With the deepening of national data strategies, data has become an element affecting socio-economic development. At the same time, with the accelerated implementation of new governance regulations such as the Data Security Law and the Personal Information Protection Law, balancing data utilization and security compliance has become an important direction for the construction of data resources. Driven by the dual drive of data fusion applications and privacy protection, the private computing boom has risen rapidly.
However, at present, the privacy computing industry is still in its early stages, its commercialization is facing four major challenges of ecological barriers, computing performance, security and availability, the market environment and commercial scale are not mature enough, what is the commercial road ahead of privacy computing?
"Combined with the development process of AI, the future development of privacy computing can learn from two major experiences," Xu Shizhen, chief architect of RealAI of Ruilai Wisdom, put forward the idea of responding to the challenges facing privacy computing at the Data Security and Privacy Computing Forum with the title of "Privacy Computing Helps Build a New Infrastructure for AI".
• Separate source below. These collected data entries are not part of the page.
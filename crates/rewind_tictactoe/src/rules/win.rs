//! Win detection logic for tic-tac-toe.

use super::super::{Board, Player, Position, Square};
use serde::{Deserialize, Serialize};
use tracing::instrument;

/// The 8 candidate lines, checked in this order.
///
/// When a single move completes two lines at once, the first line in this
/// table is the one reported.
pub const LINES: [[Position; 3]; 8] = [
    // Rows
    [Position::TopLeft, Position::TopCenter, Position::TopRight],
    [Position::MiddleLeft, Position::Center, Position::MiddleRight],
    [Position::BottomLeft, Position::BottomCenter, Position::BottomRight],
    // Columns
    [Position::TopLeft, Position::MiddleLeft, Position::BottomLeft],
    [Position::TopCenter, Position::Center, Position::BottomCenter],
    [Position::TopRight, Position::MiddleRight, Position::BottomRight],
    // Diagonals
    [Position::TopLeft, Position::Center, Position::BottomRight],
    [Position::TopRight, Position::Center, Position::BottomLeft],
];

/// A completed row, column or diagonal of identical marks.
#[derive(Debug, Clone, Copy, PartialEq, Eq, Hash, Serialize, Deserialize)]
pub struct WinningLine {
    positions: [Position; 3],
    player: Player,
}

impl WinningLine {
    /// The three positions forming the line.
    pub fn positions(&self) -> [Position; 3] {
        self.positions
    }

    /// The player occupying the line.
    pub fn player(&self) -> Player {
        self.player
    }

    /// Whether `pos` is one of the line's cells.
    pub fn contains(&self, pos: Position) -> bool {
        self.positions.contains(&pos)
    }

    /// The line as board indices.
    pub fn indices(&self) -> [usize; 3] {
        self.positions.map(Position::to_index)
    }
}

/// Finds the first fully and uniformly marked line on the board.
#[instrument]
pub fn find_winning_line(board: &Board) -> Option<WinningLine> {
    LINES.into_iter().find_map(|[a, b, c]| {
        let sq = board.get(a);
        match sq {
            Square::Occupied(player) if sq == board.get(b) && sq == board.get(c) => {
                Some(WinningLine {
                    positions: [a, b, c],
                    player,
                })
            }
            _ => None,
        }
    })
}

/// Checks if there is a winner on the board.
///
/// Returns `Some(player)` if the player has three in a row,
/// `None` otherwise.
#[instrument]
pub fn check_winner(board: &Board) -> Option<Player> {
    find_winning_line(board).map(|line| line.player())
}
Privacy computing has opened up a new data collaboration model, under the premise of not leaking the original data information, the data is analyzed and calculated, the separation of data ownership and use rights is realized, and the loss of data assets and privacy information leakage in the circulation process is avoided. The data circulation 1.0 stage transmitted directly from plaintext, the privacy calculation mode is the data circulation 3.0 stage.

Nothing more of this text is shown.